→ Task statement
Search the entries for the word "view". Copy every line where it turns up.

-- -- --

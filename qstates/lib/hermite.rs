//! Physicists' Hermite polynomials and the functions built on them.
//!
//! All evaluation goes through the three-term recurrence
//! ```text
//! H₀(x) = 1
//! H₁(x) = 2 x
//! Hₙ₊₁(x) = 2 x Hₙ(x) - 2 n Hₙ₋₁(x)
//! ```
//! [`hermite`] evaluates it directly. Direct evaluation overflows quickly for
//! large degree, so [`hermite_function`] runs the equivalent recurrence for the
//! normalized Hermite functions and [`weighted_hermite`] rescales the running
//! values as it goes.

use std::f64::consts::PI;

// rescale the running pair in `weighted_hermite` when it grows past this
const RESCALE_THRESHOLD: f64 = 1e100;

/// Evaluate the physicists' Hermite polynomial *H*<sub>*n*</sub>(*x*).
///
/// ```
/// use qstates::hermite::hermite;
///
/// let x: f64 = 0.7;
/// assert!((hermite(3, x) - (8.0 * x.powi(3) - 12.0 * x)).abs() < 1e-12);
/// ```
pub fn hermite(n: usize, x: f64) -> f64 {
    match n {
        0 => 1.0,
        1 => 2.0 * x,
        _ => {
            let mut hprev = 1.0;
            let mut h = 2.0 * x;
            for k in 1..n {
                let hnext = 2.0 * x * h - 2.0 * k as f64 * hprev;
                hprev = h;
                h = hnext;
            }
            h
        }
    }
}

/// Evaluate the normalized Hermite function
/// ```text
/// ψₙ(x) = [2ⁿ n! √π]^(-1/2) Hₙ(x) exp(-x²/2)
/// ```
///
/// Computed through
/// ```text
/// ψ₀(x) = π^(-1/4) exp(-x²/2)
/// ψ₁(x) = √2 x ψ₀(x)
/// ψₖ₊₁(x) = √(2/(k+1)) x ψₖ(x) - √(k/(k+1)) ψₖ₋₁(x)
/// ```
/// which never forms `2ⁿ n!` or *H*<sub>*n*</sub> explicitly.
pub fn hermite_function(n: usize, x: f64) -> f64 {
    let psi0 = PI.powf(-0.25) * (-x * x / 2.0).exp();
    if n == 0 { return psi0; }
    let mut qprev = psi0;
    let mut q = 2.0_f64.sqrt() * x * psi0;
    for k in 1..n {
        let kf = k as f64;
        let qnext
            = (2.0 / (kf + 1.0)).sqrt() * x * q
            - (kf / (kf + 1.0)).sqrt() * qprev;
        qprev = q;
        q = qnext;
    }
    q
}

/// Evaluate `exp(ln_w) * Hₙ(x)` for a weight given by its logarithm.
///
/// The running pair of the recurrence is rescaled whenever it grows past a
/// fixed threshold, and the accumulated scale is folded into the weight at the
/// end. This keeps the product finite wherever the weight can offset the
/// growth of the polynomial, and returns exactly zero at the polynomial's
/// exact zeros rather than `0 * inf`.
pub fn weighted_hermite(n: usize, x: f64, ln_w: f64) -> f64 {
    let mut hprev = 1.0;
    let mut h = if n == 0 { 1.0 } else { 2.0 * x };
    let mut ln_scale = 0.0;
    for k in 1..n {
        let hnext = 2.0 * x * h - 2.0 * k as f64 * hprev;
        hprev = h;
        h = hnext;
        if h.abs() > RESCALE_THRESHOLD {
            h /= RESCALE_THRESHOLD;
            hprev /= RESCALE_THRESHOLD;
            ln_scale += RESCALE_THRESHOLD.ln();
        }
    }
    if h == 0.0 { return 0.0; }
    h * (ln_w + ln_scale).exp()
}
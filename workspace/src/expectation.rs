use std::io;
use qstates::{
    config::Config,
    expectation::{ self, Evaluation },
};

mod plot;
use plot::Series;

// compare two eigenstates of the same potential

fn main() -> anyhow::Result<()> {
    let config = Config::prompt(io::stdin().lock(), io::stdout())?;

    // both evaluations finish before anything is printed, so a bad argument
    // produces no partial output
    let ev1: Evaluation = expectation::evaluate(config.n1, config.potential)?;
    let ev2: Evaluation = expectation::evaluate(config.n2, config.potential)?;

    ev1.summary("n1").iter()
        .chain(ev2.summary("n2").iter())
        .for_each(|line| println!("{}", line));
    println!();

    plot::line_chart(
        &format!("Probability Densities of Eigenfunctions ({})", config.potential),
        "x",
        "|ψ|²",
        &[
            Series {
                label: format!("n1 = {}", ev1.n),
                x: ev1.x.view(),
                y: ev1.density.view(),
            },
            Series {
                label: format!("n2 = {}", ev2.n),
                x: ev2.x.view(),
                y: ev2.density.view(),
            },
        ],
    );

    let (k1, p1) = ev1.momentum_shifted();
    let (k2, p2) = ev2.momentum_shifted();
    plot::line_chart(
        &format!("Momentum Distributions of Eigenfunctions ({})", config.potential),
        "momentum k",
        "|ψ(k)|²",
        &[
            Series {
                label: format!("n1 = {}", ev1.n),
                x: k1.view(),
                y: p1.view(),
            },
            Series {
                label: format!("n2 = {}", ev2.n),
                x: k2.view(),
                y: p2.view(),
            },
        ],
    );

    Ok(())
}
//! Run configuration, read from interactive prompts.
//!
//! ```
//! use std::io::Cursor;
//! use qstates::{ config::Config, potential::PotentialKind };
//!
//! let input = Cursor::new("1\n2\nparticle_in_box\n");
//! let config = Config::prompt(input, std::io::sink()).unwrap();
//! assert_eq!(config.n1, 1);
//! assert_eq!(config.n2, 2);
//! assert_eq!(config.potential, PotentialKind::ParticleInBox);
//! ```

use std::io::{ BufRead, Write };
use crate::{ error::InputError, potential::PotentialKind };

pub type InputResult<T> = Result<T, InputError>;

pub const PROMPT_N1: &str = "Index of the first eigen function: ";
pub const PROMPT_N2: &str = "Index of the second eigen function: ";
pub const PROMPT_POTENTIAL: &str
    = "Enter potential type ('particle_in_box', 'harmonic_oscillator', 'double_well'): ";

/// Parameters for a single comparison of two eigenstates of the same
/// potential.
#[derive(Copy, Clone, Debug, PartialEq, Eq)]
pub struct Config {
    /// First quantum number
    pub n1: i64,
    /// Second quantum number
    pub n2: i64,
    /// Potential
    pub potential: PotentialKind,
}

impl Config {
    /// Ask for both quantum numbers and the potential name in order, writing
    /// each prompt to `output` and reading one line of `input` in response.
    ///
    /// Quantum numbers may be surrounded by whitespace; the potential name must
    /// match exactly apart from its line terminator.
    pub fn prompt<R, W>(mut input: R, mut output: W) -> InputResult<Self>
    where
        R: BufRead,
        W: Write,
    {
        let n1 = read_int(&mut input, &mut output, PROMPT_N1)?;
        let n2 = read_int(&mut input, &mut output, PROMPT_N2)?;
        let name = read_line(&mut input, &mut output, PROMPT_POTENTIAL)?;
        let potential: PotentialKind = name.parse()?;
        Ok(Self { n1, n2, potential })
    }
}

fn read_line<R, W>(input: &mut R, output: &mut W, prompt: &'static str)
    -> InputResult<String>
where
    R: BufRead,
    W: Write,
{
    write!(output, "{}", prompt)?;
    output.flush()?;
    let mut buf = String::new();
    if input.read_line(&mut buf)? == 0 {
        return Err(InputError::UnexpectedEof { prompt });
    }
    let len = buf.trim_end_matches(|c| c == '\n' || c == '\r').len();
    buf.truncate(len);
    Ok(buf)
}

fn read_int<R, W>(input: &mut R, output: &mut W, prompt: &'static str)
    -> InputResult<i64>
where
    R: BufRead,
    W: Write,
{
    let text = read_line(input, output, prompt)?;
    let parsed = text.trim().parse::<i64>();
    parsed.map_err(|source| InputError::InvalidInput { prompt, text, source })
}

#[cfg(test)]
mod tests {
    use std::io::Cursor;
    use crate::error::InvalidArgument;
    use super::*;

    fn run(input: &str) -> (InputResult<Config>, String) {
        let mut out: Vec<u8> = Vec::new();
        let res = Config::prompt(Cursor::new(input), &mut out);
        (res, String::from_utf8(out).unwrap())
    }

    #[test]
    fn reads_all_fields() {
        let (res, out) = run(" 3 \r\n-1\nharmonic_oscillator\r\n");
        let config = res.unwrap();
        assert_eq!(
            config,
            Config { n1: 3, n2: -1, potential: PotentialKind::HarmonicOscillator },
        );
        assert_eq!(out, format!("{}{}{}", PROMPT_N1, PROMPT_N2, PROMPT_POTENTIAL));
    }

    #[test]
    fn last_line_without_terminator() {
        let (res, _) = run("0\n4\ndouble_well");
        assert_eq!(res.unwrap().potential, PotentialKind::DoubleWell);
    }

    #[test]
    fn non_integer_quantum_number() {
        let (res, out) = run("1\ntwo\nparticle_in_box\n");
        match res {
            Err(InputError::InvalidInput { prompt, text, .. }) => {
                assert_eq!(prompt, PROMPT_N2);
                assert_eq!(text, "two");
            },
            other => panic!("expected InvalidInput, got {other:?}"),
        }
        // no further prompts after the failure
        assert_eq!(out, format!("{}{}", PROMPT_N1, PROMPT_N2));
    }

    #[test]
    fn fractional_quantum_number() {
        let (res, _) = run("1.5\n2\nparticle_in_box\n");
        assert!(matches!(res, Err(InputError::InvalidInput { .. })));
    }

    #[test]
    fn unknown_potential() {
        let (res, _) = run("1\n2\ntriangular_well\n");
        assert!(matches!(
            res,
            Err(InputError::InvalidArgument(InvalidArgument::UnknownPotential(_))),
        ));
        let (res, _) = run("1\n2\n particle_in_box\n");
        assert!(matches!(res, Err(InputError::InvalidArgument(_))));
    }

    #[test]
    fn input_ends_early() {
        let (res, _) = run("1\n");
        assert!(matches!(
            res,
            Err(InputError::UnexpectedEof { prompt: PROMPT_N2 }),
        ));
    }
}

-- -- --

→ Solution to this task
                x: ev1.x.view(),
                y: ev1.density.view(),
                x: ev2.x.view(),
                y: ev2.density.view(),
                x: k1.view(),
                y: p1.view(),
                x: k2.view(),
                y: p2.view(),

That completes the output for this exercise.